Biovence a changé d’adresse depuis janvier. À Entraigues-sur-la-Sorgue, dans une zone artisanale, un grand bâtiment cubique recouvert d’acier corten et de murs végétaux abrite désormais les deux ateliers, l’un pour les pâtes au blé dur, l’autre pour les pâtes sans gluten. L’usine de fabrication artisanale de pâtes Lazzaretti, fondée en 1936 à Avignon, s’est convertie au 100% bio depuis le rachat en 2008 par deux beaux-frères, Denis Lainé et Julien Chabrol.
L’entreprise commercialise ses pâtes sous deux marques : Lazzaretti en magasins bios et Moulins de Provence en grande distribution. En 10 ans, elle est passée de 3 à 35 salariés et son CA de 400 000 à 7 millions d’euros. Un véritable bond en avant !

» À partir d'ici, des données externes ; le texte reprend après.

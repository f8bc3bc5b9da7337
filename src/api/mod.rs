// Copyright (c) 2025 - Cowboy AI, Inc.
//! Inventory API
//!
//! The typed surface over a [`Backend`]: the [`Inventory`] facade runs
//! units of work in transactions and delivers their notifications, and
//! [`Repository`] exposes one entity kind under one parent.
//!
//! # Architecture
//!
//! ```text
//! Client
//!     ↓
//! Repository<B, K>        typed entities, InventoryError
//!     ↓
//! Inventory::in_transaction
//!     ├── start_transaction
//!     ├── unit of work (retried on commit failure)
//!     ├── commit
//!     └── NotificationSink::deliver_all
//!     ↓
//! Backend                 native elements, BackendError
//! ```
//!
//! # Transaction Semantics
//!
//! 1. A failing unit of work rolls the transaction back
//! 2. A `CommitFailure` restarts the whole unit of work, up to the
//!    configured number of retries, with a linear backoff
//! 3. Notifications are delivered only after a successful commit; a sink
//!    failure is logged and never undoes the commit
//!
//! # Example
//!
//! ```rust,ignore
//! use cim_inventory::adapters::MemoryBackend;
//! use cim_inventory::api::{Environments, Inventory};
//! use cim_inventory::model::EntityBlueprint;
//!
//! let inventory = Inventory::new(MemoryBackend::new());
//! inventory.tenants().create(EntityBlueprint::new("acme")).await?;
//! let environments = inventory.tenants().children::<Environments>("acme")?;
//! environments.create(EntityBlueprint::new("prod")).await?;
//! ```

pub mod kind;
pub mod repository;

pub use kind::{
    DataEntities, EntityKind, Environments, Feeds, HasChildren, HasRelationships, MetricTypes,
    Metrics, OperationTypes, ResourceTypes, Resources, Tenants,
};
pub use repository::Repository;

use futures::future::BoxFuture;
use std::sync::Arc;
use tokio::sync::mpsc;
use tracing::{debug, info, warn};

use crate::backend::{Backend, ConvertTarget, Direction, Transaction};
use crate::adapters::MemoryBackend;
use crate::config::{Configuration, InventoryConfig};
use crate::errors::{BackendError, BackendResult, InventoryError, InventoryResult};
use crate::model::Element;
use crate::notification::{ChannelSink, LoggingSink, Notification, NotificationSink};
use crate::path::CanonicalPath;
use crate::query::{Page, Pager, Query};
use crate::temporal::{Clock, Discriminator};

/// Entry point to an inventory stored in `B`
pub struct Inventory<B: Backend> {
    backend: Arc<B>,
    config: InventoryConfig,
    sink: Arc<dyn NotificationSink>,
    clock: Arc<dyn Clock>,
}

impl<B: Backend> Clone for Inventory<B> {
    fn clone(&self) -> Self {
        Self {
            backend: self.backend.clone(),
            config: self.config.clone(),
            sink: self.sink.clone(),
            clock: self.clock.clone(),
        }
    }
}

/// "Now" for reads inside units of work
///
/// A delete in the current millisecond hides the element.
pub(crate) fn current(clock: &dyn Clock) -> Discriminator {
    Discriminator::time(clock.now()).exclude_deleted_in_millisecond()
}

impl Inventory<MemoryBackend> {
    /// Build the inventory `inventory.backend` names
    ///
    /// The backend receives the `backend.{name}` scope of `config`.
    ///
    /// # Errors
    ///
    /// - `Configuration` for unparsable values or an unknown backend
    pub fn from_configuration(config: &Configuration) -> InventoryResult<Self> {
        let settings = InventoryConfig::from_configuration(config)?;
        let scope = config.prefixed(&format!("backend.{}", settings.backend));
        let backend = match settings.backend.as_str() {
            "memory" => MemoryBackend::from_configuration(&scope)?,
            other => {
                return Err(InventoryError::Configuration(format!(
                    "unsupported backend {}",
                    other
                )))
            }
        };
        info!(backend = %settings.backend, "Inventory configured");
        Ok(Inventory::new(backend).with_config(settings))
    }
}

impl<B: Backend> Inventory<B> {
    /// Inventory with default configuration, logging notifications
    ///
    /// "Now" is read from the backend's clock.
    pub fn new(backend: B) -> Self {
        let clock = backend.clock();
        Self {
            backend: Arc::new(backend),
            config: InventoryConfig::default(),
            sink: Arc::new(LoggingSink),
            clock,
        }
    }

    pub fn with_config(mut self, config: InventoryConfig) -> Self {
        self.config = config;
        self
    }

    /// Deliver committed notifications to `sink`
    pub fn with_sink(mut self, sink: impl NotificationSink + 'static) -> Self {
        self.sink = Arc::new(sink);
        self
    }

    /// Deliver committed notifications into a channel sized by
    /// `notification_buffer`
    pub fn with_channel_sink(self) -> (Self, mpsc::Receiver<Notification>) {
        let (sink, receiver) = ChannelSink::new(self.config.notification_buffer);
        (self.with_sink(sink), receiver)
    }

    /// Read "now" from `clock`; share it with the backend for consistent
    /// timestamps
    pub fn with_clock(mut self, clock: Arc<dyn Clock>) -> Self {
        self.clock = clock;
        self
    }

    pub fn backend(&self) -> &B {
        &self.backend
    }

    pub fn config(&self) -> &InventoryConfig {
        &self.config
    }

    pub(crate) fn clock(&self) -> Arc<dyn Clock> {
        self.clock.clone()
    }

    /// Discriminator for the present instant
    pub fn now(&self) -> Discriminator {
        current(self.clock.as_ref())
    }

    /// Repository of tenants
    pub fn tenants(&self) -> Repository<B, Tenants> {
        Repository::new(self.clone(), None)
    }

    /// Repository of `K` entities directly under `parent`
    pub fn under<K: EntityKind>(&self, parent: CanonicalPath) -> Repository<B, K> {
        Repository::new(self.clone(), Some(parent))
    }

    /// Run a unit of work in a transaction
    ///
    /// The unit of work may run more than once: a commit failure starts a
    /// fresh transaction and calls `work` again.
    ///
    /// # Arguments
    ///
    /// * `mutating` - Whether the unit of work writes
    /// * `work` - Receives the backend and the open transaction
    ///
    /// # Errors
    ///
    /// - Whatever `work` fails with, translated to the API error kinds
    /// - `CommitFailure` once the retries are used up
    ///
    /// # Examples
    ///
    /// ```rust,ignore
    /// let path = CanonicalPath::tenant("acme");
    /// let exists = inventory
    ///     .in_transaction(false, |backend, tx| {
    ///         let path = path.clone();
    ///         Box::pin(async move {
    ///             Ok(backend.find(tx, &Discriminator::now(), &path).await.is_ok())
    ///         })
    ///     })
    ///     .await?;
    /// ```
    pub async fn in_transaction<T, F>(&self, mutating: bool, work: F) -> InventoryResult<T>
    where
        T: Send,
        F: for<'t> Fn(&'t B, &'t mut Transaction) -> BoxFuture<'t, BackendResult<T>> + Send + Sync,
    {
        let mut attempt: u32 = 0;
        loop {
            attempt += 1;
            let mut tx = self.backend.start_transaction(mutating).await?;
            let outcome = work(self.backend.as_ref(), &mut tx).await;

            let value = match outcome {
                Ok(value) => value,
                Err(err) => {
                    debug!(transaction = %tx.id(), error = %err, "Unit of work failed, rolling back");
                    if let Err(rollback) = self.backend.rollback(tx).await {
                        warn!(error = %rollback, "Rollback failed");
                    }
                    return Err(err.into());
                }
            };

            match self.backend.commit(tx).await {
                Ok(notifications) => {
                    self.deliver(&notifications).await;
                    return Ok(value);
                }
                Err(BackendError::CommitFailure(reason))
                    if attempt <= self.config.transaction_retries =>
                {
                    warn!(attempt, reason = %reason, "Commit failed, retrying");
                    tokio::time::sleep(self.config.retry_backoff * attempt).await;
                }
                Err(err) => return Err(err.into()),
            }
        }
    }

    async fn deliver(&self, notifications: &[Notification]) {
        if notifications.is_empty() {
            return;
        }
        match self.sink.deliver_all(notifications).await {
            Ok(()) => info!(count = notifications.len(), "Notifications delivered"),
            Err(err) => warn!(error = %err, "Notification delivery failed"),
        }
    }

    /// Element at `path`, of any kind
    pub async fn find(&self, path: &CanonicalPath) -> InventoryResult<Element> {
        let path = path.clone();
        let clock = self.clock();
        self.in_transaction(false, move |backend, tx| {
            let path = path.clone();
            let now = current(clock.as_ref());
            Box::pin(async move {
                let native = backend.find(tx, &now, &path).await?;
                to_element(backend, tx, &native).await
            })
        })
        .await
    }

    /// Evaluate a query over the whole inventory
    ///
    /// Backend-internal elements are never returned.
    pub async fn query(&self, query: &Query, pager: &Pager) -> InventoryResult<Page<Element>> {
        let query = query.clone();
        let pager = pager.clone();
        let clock = self.clock();
        self.in_transaction(false, move |backend, tx| {
            let (query, pager) = (query.clone(), pager.clone());
            let now = current(clock.as_ref());
            Box::pin(async move {
                backend
                    .query_with(tx, &now, &query, &pager, Some, |_: &Element| true)
                    .await
            })
        })
        .await
    }

    /// Everything reachable from `start` over the named relationships,
    /// `start` first
    pub async fn reachable(
        &self,
        start: &CanonicalPath,
        direction: Direction,
        relationship_names: &[&str],
    ) -> InventoryResult<Vec<Element>> {
        let start = start.clone();
        let names: Vec<String> = relationship_names.iter().map(|n| n.to_string()).collect();
        let clock = self.clock();
        self.in_transaction(false, move |backend, tx| {
            let (start, names) = (start.clone(), names.clone());
            let now = current(clock.as_ref());
            Box::pin(async move {
                let names: Vec<&str> = names.iter().map(String::as_str).collect();
                let native = backend.find(tx, &now, &start).await?;
                let closure: Vec<B::Element> = backend
                    .get_transitive_closure_over(tx, &now, &native, direction, &names)
                    .await?
                    .collect();
                let mut elements = Vec::with_capacity(closure.len());
                for element in &closure {
                    elements.push(to_element(backend, tx, element).await?);
                }
                Ok(elements)
            })
        })
        .await
    }
}

/// Reflect a native element into the model by its own type
pub(crate) async fn to_element<B: Backend>(
    backend: &B,
    tx: &Transaction,
    native: &B::Element,
) -> BackendResult<Element> {
    let target = match backend.extract_type(native) {
        Some(segment_type) => ConvertTarget::Entity(segment_type),
        None => ConvertTarget::StructuredData,
    };
    backend.convert(tx, native, target).await
}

Un ovni dans le milieu des pâtes
Denis Lainé nous reçoit dans son vaste bureau avec mur végétalisé et vue sur le Mont Ventoux. L’homme est posé. Comment vient-on à racheter une usine artisanale de pâtes et à la convertir en bio ? La réponse tient en trois mots, « idéologie, ouverture et bon sens ». Le bon sens, Denis Lainé en est imprégné et on le sent ancré dans la terre. Est-il issu d’une famille paysanne ? « Mes parents sont arboriculteurs, j’ai toujours connu le milieu agricole, mais le lien ne vient pas de là. C’est plutôt un constat, après 10 années passées dans la grande distribution. Il n’y avait aucun intérêt à se battre contre les gros industriels comme Panzani. Surtout, nous cherchions un idéal de consommation, un produit à fortes valeurs nutritionnelles et gourmet. Le bio fait partie de nos convictions. Mr Lazzaretti, avant de nous céder l’usine, avait amorcé cette démarche ».
Les pâtes aux légumineuses, innovation alimentaire
Biovence a gardé ses valeurs familiales. Les deux beaux-frères, co-dirigeants, ne semblent pas avoir de problème d’égo et le tandem fonctionne à merveille depuis 10 ans. Ils vivent avec passion leur métier d’entrepreneur et ont insufflé à la société un vent d’innovation. En 2014, un deuxième atelier a été créé pour la fabrication de pâtes sans gluten. Ils furent les premiers en France et en Europe à se lancer dans les pâtes aux légumineuses.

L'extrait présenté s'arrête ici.